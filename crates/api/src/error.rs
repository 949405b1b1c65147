use axum::response::{IntoResponse, Response};
use vergestack_core::{Envelope, FieldError};

use crate::response::JsonEnvelope;

/// Application-level error type for the HTTP layer.
///
/// Covers the failures that happen outside the validate → handle pipeline
/// (which reports through `vergestack_core::CoreError`). Every variant
/// renders as the same envelope shape the wrapped routes use.
#[derive(Debug, thiserror::Error)]
pub enum AppError {
    /// The request could not be read as JSON.
    #[error("Bad request: {0}")]
    BadRequest(String),

    /// Invalid server configuration.
    #[error("Configuration error: {0}")]
    Config(String),
}

/// Convenience type alias for fallible HTTP-layer operations.
pub type AppResult<T> = Result<T, AppError>;

impl AppError {
    /// Convert into the uniform envelope. Server-side causes are logged and
    /// replaced by the generic message.
    pub fn into_envelope<T>(self) -> Envelope<T> {
        match self {
            AppError::BadRequest(msg) => Envelope::invalid(vec![FieldError::general(msg)]),
            AppError::Config(msg) => {
                tracing::error!(error = %msg, "Configuration error");
                Envelope::internal_error()
            }
        }
    }
}

impl IntoResponse for AppError {
    fn into_response(self) -> Response {
        JsonEnvelope(self.into_envelope::<()>()).into_response()
    }
}
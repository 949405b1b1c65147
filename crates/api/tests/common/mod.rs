#![allow(dead_code)]

use axum::body::Body;
use axum::http::{Method, Request};
use axum::response::Response;
use axum::Router;
use http_body_util::BodyExt;
use serde_json::Value;
use tower::ServiceExt;

use vergestack_api::config::ServerConfig;
use vergestack_api::router::build_app_router;

/// Build a test `ServerConfig` with safe defaults.
///
/// Uses `http://localhost:5173` as CORS origin (matching the dev default)
/// and a 30-second request timeout.
pub fn test_config() -> ServerConfig {
    ServerConfig {
        host: "127.0.0.1".to_string(),
        port: 0,
        cors_origins: vec!["http://localhost:5173".to_string()],
        request_timeout_secs: 30,
    }
}

/// Build the full application router with all middleware layers, exactly
/// as the binary does.
pub fn build_test_app() -> Router {
    build_app_router(&test_config()).unwrap()
}

/// Send a GET request.
pub async fn get(app: Router, uri: &str) -> Response {
    let request = Request::builder()
        .method(Method::GET)
        .uri(uri)
        .body(Body::empty())
        .unwrap();
    app.oneshot(request).await.unwrap()
}

/// Send a POST request with a JSON body.
pub async fn post_json(app: Router, uri: &str, body: Value) -> Response {
    post_raw(app, uri, body.to_string()).await
}

/// Send a POST request with an arbitrary body.
pub async fn post_raw(app: Router, uri: &str, body: impl Into<Body>) -> Response {
    let request = Request::builder()
        .method(Method::POST)
        .uri(uri)
        .header("content-type", "application/json")
        .body(body.into())
        .unwrap();
    app.oneshot(request).await.unwrap()
}

/// Collect a response body and parse it as JSON.
pub async fn body_json(response: Response) -> Value {
    let bytes = response.into_body().collect().await.unwrap().to_bytes();
    serde_json::from_slice(&bytes).unwrap()
}
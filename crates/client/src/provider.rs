use std::sync::Arc;

use serde::Serialize;
use serde_json::Value;
use vergestack_core::Action;

use crate::invoker::ActionInvoker;
use crate::options::ActionOptions;

/// Scope-wide default callbacks shared by every invoker created from it.
///
/// Cheap to clone; clones share the same callbacks.
#[derive(Clone, Debug, Default)]
pub struct ApiProvider {
    options: Arc<ActionOptions<Value>>,
}

impl ApiProvider {
    pub fn new(options: ActionOptions<Value>) -> Self {
        Self {
            options: Arc::new(options),
        }
    }

    /// The ambient callbacks.
    pub fn options(&self) -> &ActionOptions<Value> {
        &self.options
    }

    /// Create an invoker that only uses the ambient callbacks.
    pub fn use_action<A>(&self, action: A) -> ActionInvoker<A>
    where
        A: Action,
        A::Output: Clone + Serialize + Sync,
    {
        self.use_action_with(action, ActionOptions::new())
    }

    /// Create an invoker whose `options` override the ambient callbacks.
    pub fn use_action_with<A>(&self, action: A, options: ActionOptions<A::Output>) -> ActionInvoker<A>
    where
        A: Action,
        A::Output: Clone + Serialize + Sync,
    {
        ActionInvoker::with_provider(action, self.clone(), options)
    }
}
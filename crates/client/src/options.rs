//! Lifecycle callbacks and their two-level resolution.
//!
//! Callbacks set on an invoker win over the same-named callbacks of the
//! ambient [`ApiProvider`](crate::ApiProvider). Unset callbacks are no-ops.

use std::fmt;
use std::sync::Arc;

use serde::Serialize;
use serde_json::Value;
use vergestack_core::FieldError;

pub type StartCallback = Arc<dyn Fn() + Send + Sync>;
pub type SuccessCallback<T> = Arc<dyn Fn(&T) + Send + Sync>;
pub type ErrorCallback = Arc<dyn Fn(&[FieldError]) + Send + Sync>;
pub type CompleteCallback = Arc<dyn Fn() + Send + Sync>;

/// Optional lifecycle callbacks for one invoker, or for a provider when
/// `T` is [`serde_json::Value`].
pub struct ActionOptions<T> {
    pub on_start: Option<StartCallback>,
    pub on_success: Option<SuccessCallback<T>>,
    pub on_error: Option<ErrorCallback>,
    pub on_complete: Option<CompleteCallback>,
}

impl<T> ActionOptions<T> {
    pub fn new() -> Self {
        Self {
            on_start: None,
            on_success: None,
            on_error: None,
            on_complete: None,
        }
    }

    /// Fired when an invocation starts, after state switched to pending.
    pub fn on_start(mut self, f: impl Fn() + Send + Sync + 'static) -> Self {
        self.on_start = Some(Arc::new(f));
        self
    }

    /// Fired with the data of a successful invocation.
    pub fn on_success(mut self, f: impl Fn(&T) + Send + Sync + 'static) -> Self {
        self.on_success = Some(Arc::new(f));
        self
    }

    /// Fired with the errors of a failed invocation.
    pub fn on_error(mut self, f: impl Fn(&[FieldError]) + Send + Sync + 'static) -> Self {
        self.on_error = Some(Arc::new(f));
        self
    }

    /// Fired once per invocation, whatever the outcome.
    pub fn on_complete(mut self, f: impl Fn() + Send + Sync + 'static) -> Self {
        self.on_complete = Some(Arc::new(f));
        self
    }
}

impl<T: Serialize + 'static> ActionOptions<T> {
    /// Merge with ambient callbacks, preferring each callback set here.
    ///
    /// An ambient `on_success` receives the data as JSON, since one provider
    /// serves actions of every output type.
    pub fn resolve(&self, ambient: &ActionOptions<Value>) -> ActionOptions<T> {
        ActionOptions {
            on_start: self.on_start.clone().or_else(|| ambient.on_start.clone()),
            on_success: self
                .on_success
                .clone()
                .or_else(|| ambient.on_success.clone().map(json_success)),
            on_error: self.on_error.clone().or_else(|| ambient.on_error.clone()),
            on_complete: self
                .on_complete
                .clone()
                .or_else(|| ambient.on_complete.clone()),
        }
    }
}

fn json_success<T: Serialize + 'static>(ambient: SuccessCallback<Value>) -> SuccessCallback<T> {
    Arc::new(move |data: &T| match serde_json::to_value(data) {
        Ok(value) => ambient(&value),
        Err(err) => {
            tracing::warn!(error = %err, "Skipping ambient on_success: data is not serializable");
        }
    })
}

impl<T> Default for ActionOptions<T> {
    fn default() -> Self {
        Self::new()
    }
}

impl<T> Clone for ActionOptions<T> {
    fn clone(&self) -> Self {
        Self {
            on_start: self.on_start.clone(),
            on_success: self.on_success.clone(),
            on_error: self.on_error.clone(),
            on_complete: self.on_complete.clone(),
        }
    }
}

impl<T> fmt::Debug for ActionOptions<T> {
    fn fmt(&self, f: &mut fmt::Formatter<'_>) -> fmt::Result {
        f.debug_struct("ActionOptions")
            .field("on_start", &self.on_start.is_some())
            .field("on_success", &self.on_success.is_some())
            .field("on_error", &self.on_error.is_some())
            .field("on_complete", &self.on_complete.is_some())
            .finish()
    }
}
//! Conversion of the response envelope into an axum response.
//!
//! Every wrapped route answers through [`JsonEnvelope`], so the transport
//! layer only ever serializes one response type.

use axum::response::{IntoResponse, Response};
use axum::Json;
use serde::Serialize;
use vergestack_core::Envelope;

/// An [`Envelope`] sent as a JSON body with its status code.
#[derive(Debug)]
pub struct JsonEnvelope<T>(pub Envelope<T>);

impl<T: Serialize> IntoResponse for JsonEnvelope<T> {
    fn into_response(self) -> Response {
        let Envelope { status, body } = self.0;
        (status, Json(body)).into_response()
    }
}
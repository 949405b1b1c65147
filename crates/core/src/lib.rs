//! Framework-independent building blocks for validated routes and actions.
//!
//! Holds the response envelope, field errors, the [`Schema`](schema::Schema)
//! abstraction over `serde` + `validator`, the shared [`execute`] pipeline
//! and the [`Action`](action::Action) seam used by client-side invokers.

pub mod action;
pub mod error;
pub mod execute;
pub mod response;
pub mod schema;

pub use action::{action_fn, Action, FnAction};
pub use error::CoreError;
pub use execute::execute;
pub use response::{ApiResponse, Envelope, FieldError, GENERIC_ERROR_MESSAGE};
pub use schema::{any, typed, validated, Any, Schema, Typed, Validated};
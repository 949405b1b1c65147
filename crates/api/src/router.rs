//! Shared application router builder.
//!
//! Provides [`build_app_router`] so both the production binary (`main.rs`)
//! and integration tests (`tests/common/mod.rs`) use the exact same
//! middleware stack.

use std::any::Any;
use std::time::Duration;

use axum::error_handling::HandleErrorLayer;
use axum::http::header::{AUTHORIZATION, CONTENT_TYPE};
use axum::http::{HeaderName, HeaderValue, Method};
use axum::response::{IntoResponse, Response};
use axum::{BoxError, Router};
use tower::timeout::error::Elapsed;
use tower::timeout::TimeoutLayer;
use tower::ServiceBuilder;
use tower_http::catch_panic::CatchPanicLayer;
use tower_http::cors::CorsLayer;
use tower_http::request_id::{MakeRequestUuid, PropagateRequestIdLayer, SetRequestIdLayer};
use tower_http::trace::{DefaultMakeSpan, DefaultOnResponse, TraceLayer};
use tracing::Level;
use vergestack_core::Envelope;

use crate::config::ServerConfig;
use crate::error::{AppError, AppResult};
use crate::response::JsonEnvelope;
use crate::routes;

/// Build the full application [`Router`] with all middleware layers.
pub fn build_app_router(config: &ServerConfig) -> AppResult<Router> {
    let router = Router::new()
        // Health check at root level (not under /api/v1).
        .merge(routes::health::router())
        // API v1 routes.
        .nest("/api/v1", routes::api_routes());

    with_middleware(router, config)
}

/// Wrap `router` in the middleware stack, applied bottom-up:
///
/// 1. CORS
/// 2. Set request ID on incoming requests
/// 3. Structured request/response tracing
/// 4. Propagate request ID to response
/// 5. Request timeout
/// 6. Panic recovery
///
/// Timeouts and panics answer with the generic error envelope, like every
/// other server-side failure.
pub fn with_middleware(router: Router, config: &ServerConfig) -> AppResult<Router> {
    let cors = build_cors_layer(config)?;
    let request_id_header = HeaderName::from_static("x-request-id");

    Ok(router
        .layer(CatchPanicLayer::custom(panic_envelope))
        .layer(
            ServiceBuilder::new()
                .layer(HandleErrorLayer::new(middleware_error_envelope))
                .layer(TimeoutLayer::new(Duration::from_secs(
                    config.request_timeout_secs,
                ))),
        )
        .layer(PropagateRequestIdLayer::new(request_id_header.clone()))
        .layer(
            TraceLayer::new_for_http()
                .make_span_with(DefaultMakeSpan::new().level(Level::INFO))
                .on_response(DefaultOnResponse::new().level(Level::INFO)),
        )
        .layer(SetRequestIdLayer::new(request_id_header, MakeRequestUuid))
        .layer(cors))
}

async fn middleware_error_envelope(err: BoxError) -> JsonEnvelope<()> {
    if err.is::<Elapsed>() {
        tracing::warn!("Request timed out");
    } else {
        tracing::error!(error = %err, "Middleware error");
    }
    JsonEnvelope(Envelope::internal_error())
}

fn panic_envelope(panic: Box<dyn Any + Send + 'static>) -> Response {
    let detail = if let Some(msg) = panic.downcast_ref::<&str>() {
        msg.to_string()
    } else if let Some(msg) = panic.downcast_ref::<String>() {
        msg.clone()
    } else {
        "non-string panic payload".to_string()
    };
    tracing::error!(panic = %detail, "Request panicked outside a wrapped route");
    JsonEnvelope(Envelope::<()>::internal_error()).into_response()
}

/// Build the CORS middleware layer from server configuration.
///
/// An unparsable origin is a configuration error, reported at startup.
pub fn build_cors_layer(config: &ServerConfig) -> AppResult<CorsLayer> {
    let origins = config
        .cors_origins
        .iter()
        .map(|o| {
            o.parse::<HeaderValue>()
                .map_err(|e| AppError::Config(format!("Invalid CORS origin '{o}': {e}")))
        })
        .collect::<AppResult<Vec<_>>>()?;

    Ok(CorsLayer::new()
        .allow_origin(origins)
        .allow_methods([Method::GET, Method::POST])
        .allow_headers([CONTENT_TYPE, AUTHORIZATION])
        .allow_credentials(true)
        .max_age(Duration::from_secs(3600)))
}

^^^^^^^^^^^^^^^^

■ **Task**
Among the entries above, which lines include "same"? List them all.

■ **Task response**
/// renders as the same envelope shape the wrapped routes use.
/// Cheap to clone; clones share the same callbacks.
//! Callbacks set on an invoker win over the same-named callbacks of the
//! and integration tests (`tests/common/mod.rs`) use the exact same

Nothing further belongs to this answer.